Collected data
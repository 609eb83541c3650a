//! # Möbius Surface
//!
//! The half-twist parametric embedding and the sampled strip it produces.
//!
//! ## Parametrization
//!
//! ```text
//! x = (R + v·cos(u/2))·cos(u)
//! y = (R + v·cos(u/2))·sin(u)
//! z = v·sin(u/2)
//! ```
//!
//! The cos(u/2)/sin(u/2) terms complete only half a rotation as u
//! traverses [0, 2π], which is what makes the strip non-orientable.

use crate::error::GeomError;
use crate::grid::{ParamGrid, SurfaceGrid};
use crate::measure;
use crate::params::MobiusParams;
use glam::DVec3;

/// Evaluates the Möbius embedding at a single (u, v) parameter pair.
///
/// # Arguments
///
/// * `radius` - Distance from the center axis to the strip midline
/// * `u` - Angle around the ring, in [0, 2π]
/// * `v` - Offset across the strip, in [-width/2, width/2]
///
/// # Example
///
/// ```rust
/// use mobius_geom::surface::mobius_point;
///
/// // The midline at u = 0 sits on the x axis
/// let p = mobius_point(5.0, 0.0, 0.0);
/// assert_eq!(p.x, 5.0);
/// assert_eq!(p.y, 0.0);
/// assert_eq!(p.z, 0.0);
/// ```
pub fn mobius_point(radius: f64, u: f64, v: f64) -> DVec3 {
    let (sin_u, cos_u) = u.sin_cos();
    let (sin_h, cos_h) = (u / 2.0).sin_cos();
    let ring = radius + v * cos_h;

    DVec3::new(ring * cos_u, ring * sin_u, v * sin_h)
}

/// Evaluates the analytic partial derivatives of the embedding.
///
/// Returns (∂r/∂u, ∂r/∂v) at the given parameter pair. The cross
/// product of these tangents gives the local area element used by the
/// surface area estimator.
pub fn mobius_partials(radius: f64, u: f64, v: f64) -> (DVec3, DVec3) {
    let (sin_u, cos_u) = u.sin_cos();
    let (sin_h, cos_h) = (u / 2.0).sin_cos();
    let ring = radius + v * cos_h;

    let d_u = DVec3::new(
        -v * sin_h * cos_u / 2.0 - ring * sin_u,
        -v * sin_h * sin_u / 2.0 + ring * cos_u,
        v * cos_h / 2.0,
    );
    let d_v = DVec3::new(cos_h * cos_u, cos_h * sin_u, sin_h);

    (d_u, d_v)
}

/// A sampled Möbius strip with cached measurements.
///
/// Construction samples the surface on an n x n grid and computes the
/// surface area and edge length once; the instance is immutable
/// afterwards.
///
/// # Example
///
/// ```rust
/// use mobius_geom::{MobiusParams, MobiusStrip};
///
/// let strip = MobiusStrip::new(MobiusParams::default()).unwrap();
/// assert!(strip.surface_area() > 0.0);
/// assert!(strip.edge_length() > 0.0);
/// ```
#[derive(Debug, Clone)]
pub struct MobiusStrip {
    params: MobiusParams,
    param_grid: ParamGrid,
    grid: SurfaceGrid,
    surface_area: f64,
    edge_length: f64,
}

impl MobiusStrip {
    /// Builds the strip from validated parameters.
    ///
    /// Samples the embedding at every (u, v) pair of the parameter grid
    /// and caches the two derived scalars.
    pub fn new(params: MobiusParams) -> Result<Self, GeomError> {
        params.validate()?;

        let n = params.resolution;
        let param_grid = ParamGrid::new(params.half_width(), n);

        // Rows indexed by v, columns by u
        let mut points = Vec::with_capacity(n * n);
        for &v in param_grid.v() {
            for &u in param_grid.u() {
                points.push(mobius_point(params.radius, u, v));
            }
        }
        let grid = SurfaceGrid::from_points(points, n, n);

        let surface_area = measure::surface_area(params.radius, &param_grid);
        let edge_length =
            measure::edge_length(params.radius, params.half_width(), param_grid.u());

        log::debug!(
            "built {}x{} strip: area={:.4}, edge={:.4}",
            n,
            n,
            surface_area,
            edge_length
        );

        Ok(Self {
            params,
            param_grid,
            grid,
            surface_area,
            edge_length,
        })
    }

    /// Returns the construction parameters.
    #[inline]
    pub fn params(&self) -> &MobiusParams {
        &self.params
    }

    /// Returns the parameter grid.
    #[inline]
    pub fn param_grid(&self) -> &ParamGrid {
        &self.param_grid
    }

    /// Returns the sampled surface grid.
    #[inline]
    pub fn grid(&self) -> &SurfaceGrid {
        &self.grid
    }

    /// Returns the estimated surface area.
    #[inline]
    pub fn surface_area(&self) -> f64 {
        self.surface_area
    }

    /// Returns the estimated total edge length.
    ///
    /// The two parametric boundaries at v = ±width/2 together form the
    /// single connected edge of the strip.
    #[inline]
    pub fn edge_length(&self) -> f64 {
        self.edge_length
    }
}

#[cfg(test)]
mod tests {
    use super::*;
    use config::constants::EPSILON;
    use std::f64::consts::PI;

    #[test]
    fn test_point_on_midline_circle() {
        // v = 0 traces the circle of radius R in the xy plane
        for i in 0..8 {
            let u = 2.0 * PI * i as f64 / 8.0;
            let p = mobius_point(5.0, u, 0.0);
            let ring = (p.x * p.x + p.y * p.y).sqrt();
            assert!((ring - 5.0).abs() < EPSILON);
            assert!(p.z.abs() < EPSILON);
        }
    }

    #[test]
    fn test_seam_identifies_flipped_v() {
        // The half-twist glues (u=0, v) to (u=2π, -v)
        for &v in &[-1.0, -0.5, 0.25, 1.0] {
            let start = mobius_point(5.0, 0.0, v);
            let end = mobius_point(5.0, 2.0 * PI, -v);
            assert!((start - end).length() < 1e-9);
        }
    }

    #[test]
    fn test_seam_midline_closes_exactly() {
        let start = mobius_point(5.0, 0.0, 0.0);
        let end = mobius_point(5.0, 2.0 * PI, 0.0);
        assert!((start - end).length() < 1e-9);
    }

    #[test]
    fn test_partials_match_finite_differences() {
        let h = 1e-6;
        for &(u, v) in &[(0.3, 0.4), (2.0, -0.7), (5.5, 0.9)] {
            let (d_u, d_v) = mobius_partials(5.0, u, v);

            let fd_u = (mobius_point(5.0, u + h, v) - mobius_point(5.0, u - h, v)) / (2.0 * h);
            let fd_v = (mobius_point(5.0, u, v + h) - mobius_point(5.0, u, v - h)) / (2.0 * h);

            assert!((d_u - fd_u).length() < 1e-5);
            assert!((d_v - fd_v).length() < 1e-5);
        }
    }

    #[test]
    fn test_strip_grid_is_square() {
        let strip = MobiusStrip::new(MobiusParams::new(5.0, 2.0, 25)).unwrap();
        assert_eq!(strip.grid().rows(), 25);
        assert_eq!(strip.grid().cols(), 25);
        assert_eq!(strip.grid().points().len(), 625);
    }

    #[test]
    fn test_reference_configuration_is_finite_positive() {
        // R=5, w=2, n=100 from the reference configuration
        let strip = MobiusStrip::new(MobiusParams::default()).unwrap();
        assert!(strip.surface_area().is_finite());
        assert!(strip.edge_length().is_finite());
        assert!(strip.surface_area() > 0.0);
        assert!(strip.edge_length() > 0.0);
    }

    #[test]
    fn test_invalid_params_rejected_at_construction() {
        assert!(MobiusStrip::new(MobiusParams::new(-5.0, 2.0, 100)).is_err());
        assert!(MobiusStrip::new(MobiusParams::new(5.0, 0.0, 100)).is_err());
        assert!(MobiusStrip::new(MobiusParams::new(5.0, 2.0, 1)).is_err());
    }

    #[test]
    fn test_grid_points_match_mapping() {
        let strip = MobiusStrip::new(MobiusParams::new(5.0, 2.0, 10)).unwrap();
        let u = strip.param_grid().u();
        let v = strip.param_grid().v();

        for i in 0..10 {
            for j in 0..10 {
                let expected = mobius_point(5.0, u[j], v[i]);
                assert!((strip.grid().point(i, j) - expected).length() < EPSILON);
            }
        }
    }
}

§ **Activity**: Every entry should be reproduced word for word.

§ **Written answer**:
repository 609eb83541c3650a
//! # Möbius Surface
//!
//! The half-twist parametric embedding and the sampled strip it produces.
//!
//! ## Parametrization
//!
//! ```text
//! x = (R + v·cos(u/2))·cos(u)
//! y = (R + v·cos(u/2))·sin(u)
//! z = v·sin(u/2)
//! ```
//!
//! The cos(u/2)/sin(u/2) terms complete only half a rotation as u
//! traverses [0, 2π], which is what makes the strip non-orientable.

use crate::error::GeomError;
use crate::grid::{ParamGrid, SurfaceGrid};
use crate::measure;
use crate::params::MobiusParams;
use glam::DVec3;

/// Evaluates the Möbius embedding at a single (u, v) parameter pair.
///
/// # Arguments
///
/// * `radius` - Distance from the center axis to the strip midline
/// * `u` - Angle around the ring, in [0, 2π]
/// * `v` - Offset across the strip, in [-width/2, width/2]
///
/// # Example
///
/// ```rust
/// use mobius_geom::surface::mobius_point;
///
/// // The midline at u = 0 sits on the x axis
/// let p = mobius_point(5.0, 0.0, 0.0);
/// assert_eq!(p.x, 5.0);
/// assert_eq!(p.y, 0.0);
/// assert_eq!(p.z, 0.0);
/// ```
pub fn mobius_point(radius: f64, u: f64, v: f64) -> DVec3 {
    let (sin_u, cos_u) = u.sin_cos();
    let (sin_h, cos_h) = (u / 2.0).sin_cos();
    let ring = radius + v * cos_h;

    DVec3::new(ring * cos_u, ring * sin_u, v * sin_h)
}

/// Evaluates the analytic partial derivatives of the embedding.
///
/// Returns (∂r/∂u, ∂r/∂v) at the given parameter pair. The cross
/// product of these tangents gives the local area element used by the
/// surface area estimator.
pub fn mobius_partials(radius: f64, u: f64, v: f64) -> (DVec3, DVec3) {
    let (sin_u, cos_u) = u.sin_cos();
    let (sin_h, cos_h) = (u / 2.0).sin_cos();
    let ring = radius + v * cos_h;

    let d_u = DVec3::new(
        -v * sin_h * cos_u / 2.0 - ring * sin_u,
        -v * sin_h * sin_u / 2.0 + ring * cos_u,
        v * cos_h / 2.0,
    );
    let d_v = DVec3::new(cos_h * cos_u, cos_h * sin_u, sin_h);

    (d_u, d_v)
}

/// A sampled Möbius strip with cached measurements.
///
/// Construction samples the surface on an n x n grid and computes the
/// surface area and edge length once; the instance is immutable
/// afterwards.
///
/// # Example
///
/// ```rust
/// use mobius_geom::{MobiusParams, MobiusStrip};
///
/// let strip = MobiusStrip::new(MobiusParams::default()).unwrap();
/// assert!(strip.surface_area() > 0.0);
/// assert!(strip.edge_length() > 0.0);
/// ```
#[derive(Debug, Clone)]
pub struct MobiusStrip {
    params: MobiusParams,
    param_grid: ParamGrid,
    grid: SurfaceGrid,
    surface_area: f64,
    edge_length: f64,
}

impl MobiusStrip {
    /// Builds the strip from validated parameters.
    ///
    /// Samples the embedding at every (u, v) pair of the parameter grid
    /// and caches the two derived scalars.
    pub fn new(params: MobiusParams) -> Result<Self, GeomError> {
        params.validate()?;

        let n = params.resolution;
        let param_grid = ParamGrid::new(params.half_width(), n);

        // Rows indexed by v, columns by u
        let mut points = Vec::with_capacity(n * n);
        for &v in param_grid.v() {
            for &u in param_grid.u() {
                points.push(mobius_point(params.radius, u, v));
            }
        }
        let grid = SurfaceGrid::from_points(points, n, n);

        let surface_area = measure::surface_area(params.radius, &param_grid);
        let edge_length =
            measure::edge_length(params.radius, params.half_width(), param_grid.u());

        log::debug!(
            "built {}x{} strip: area={:.4}, edge={:.4}",
            n,
            n,
            surface_area,
            edge_length
        );

        Ok(Self {
            params,
            param_grid,
            grid,
            surface_area,
            edge_length,
        })
    }

    /// Returns the construction parameters.
    #[inline]
    pub fn params(&self) -> &MobiusParams {
        &self.params
    }

    /// Returns the parameter grid.
    #[inline]
    pub fn param_grid(&self) -> &ParamGrid {
        &self.param_grid
    }

    /// Returns the sampled surface grid.
    #[inline]
    pub fn grid(&self) -> &SurfaceGrid {
        &self.grid
    }

    /// Returns the estimated surface area.
    #[inline]
    pub fn surface_area(&self) -> f64 {
        self.surface_area
    }

    /// Returns the estimated total edge length.
    ///
    /// The two parametric boundaries at v = ±width/2 together form the
    /// single connected edge of the strip.
    #[inline]
    pub fn edge_length(&self) -> f64 {
        self.edge_length
    }
}

#[cfg(test)]
mod tests {
    use super::*;
    use config::constants::EPSILON;
    use std::f64::consts::PI;

    #[test]
    fn test_point_on_midline_circle() {
        // v = 0 traces the circle of radius R in the xy plane
        for i in 0..8 {
            let u = 2.0 * PI * i as f64 / 8.0;
            let p = mobius_point(5.0, u, 0.0);
            let ring = (p.x * p.x + p.y * p.y).sqrt();
            assert!((ring - 5.0).abs() < EPSILON);
            assert!(p.z.abs() < EPSILON);
        }
    }

    #[test]
    fn test_seam_identifies_flipped_v() {
        // The half-twist glues (u=0, v) to (u=2π, -v)
        for &v in &[-1.0, -0.5, 0.25, 1.0] {
            let start = mobius_point(5.0, 0.0, v);
            let end = mobius_point(5.0, 2.0 * PI, -v);
            assert!((start - end).length() < 1e-9);
        }
    }

    #[test]
    fn test_seam_midline_closes_exactly() {
        let start = mobius_point(5.0, 0.0, 0.0);
        let end = mobius_point(5.0, 2.0 * PI, 0.0);
        assert!((start - end).length() < 1e-9);
    }

    #[test]
    fn test_partials_match_finite_differences() {
        let h = 1e-6;
        for &(u, v) in &[(0.3, 0.4), (2.0, -0.7), (5.5, 0.9)] {
            let (d_u, d_v) = mobius_partials(5.0, u, v);

            let fd_u = (mobius_point(5.0, u + h, v) - mobius_point(5.0, u - h, v)) / (2.0 * h);
            let fd_v = (mobius_point(5.0, u, v + h) - mobius_point(5.0, u, v - h)) / (2.0 * h);

            assert!((d_u - fd_u).length() < 1e-5);
            assert!((d_v - fd_v).length() < 1e-5);
        }
    }

    #[test]
    fn test_strip_grid_is_square() {
        let strip = MobiusStrip::new(MobiusParams::new(5.0, 2.0, 25)).unwrap();
        assert_eq!(strip.grid().rows(), 25);
        assert_eq!(strip.grid().cols(), 25);
        assert_eq!(strip.grid().points().len(), 625);
    }

    #[test]
    fn test_reference_configuration_is_finite_positive() {
        // R=5, w=2, n=100 from the reference configuration
        let strip = MobiusStrip::new(MobiusParams::default()).unwrap();
        assert!(strip.surface_area().is_finite());
        assert!(strip.edge_length().is_finite());
        assert!(strip.surface_area() > 0.0);
        assert!(strip.edge_length() > 0.0);
    }

    #[test]
    fn test_invalid_params_rejected_at_construction() {
        assert!(MobiusStrip::new(MobiusParams::new(-5.0, 2.0, 100)).is_err());
        assert!(MobiusStrip::new(MobiusParams::new(5.0, 0.0, 100)).is_err());
        assert!(MobiusStrip::new(MobiusParams::new(5.0, 2.0, 1)).is_err());
    }

    #[test]
    fn test_grid_points_match_mapping() {
        let strip = MobiusStrip::new(MobiusParams::new(5.0, 2.0, 10)).unwrap();
        let u = strip.param_grid().u();
        let v = strip.param_grid().v();

        for i in 0..10 {
            for j in 0..10 {
                let expected = mobius_point(5.0, u[j], v[i]);
                assert!((strip.grid().point(i, j) - expected).length() < EPSILON);
            }
        }
    }
}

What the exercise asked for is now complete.